Segment Open

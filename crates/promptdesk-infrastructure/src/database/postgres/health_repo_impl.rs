use async_trait::async_trait;
use sqlx::PgPool;

use promptdesk_core::error::DomainError;
use promptdesk_core::repositories::HealthRepository;

use super::db_error;

pub struct PgHealthRepository {
    pool: PgPool,
}

impl PgHealthRepository {
    pub fn new(pool: PgPool) -> Self {
        Self { pool }
    }
}

#[async_trait]
impl HealthRepository for PgHealthRepository {
    async fn ping(&self) -> Result<(), DomainError> {
        sqlx::query("SELECT 1")
            .execute(&self.pool)
            .await
            .map_err(db_error("pinging database"))?;
        Ok(())
    }
}
//! Domain services (business logic)

pub mod auth_service;
pub mod access_guard;
pub mod prompt_service;
pub mod provisioning_service;

pub use auth_service::AuthService;
pub use access_guard::AccessGuard;
pub use prompt_service::PromptService;
pub use provisioning_service::{ProvisionRequest, ProvisioningService};
//! Storage liveness probe (port)

use async_trait::async_trait;

use crate::error::DomainError;

#[async_trait]
pub trait HealthRepository: Send + Sync {
    async fn ping(&self) -> Result<(), DomainError>;
}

Segment Closed

Exercise requirements
Nothing but the lines from the one that contains "services (business logic)" through the end of the data above should appear, each reproduced exactly.

Output below
//! Domain services (business logic)

pub mod auth_service;
pub mod access_guard;
pub mod prompt_service;
pub mod provisioning_service;

pub use auth_service::AuthService;
pub use access_guard::AccessGuard;
pub use prompt_service::PromptService;
pub use provisioning_service::{ProvisionRequest, ProvisioningService};
//! Storage liveness probe (port)

use async_trait::async_trait;

use crate::error::DomainError;

#[async_trait]
pub trait HealthRepository: Send + Sync {
    async fn ping(&self) -> Result<(), DomainError>;
}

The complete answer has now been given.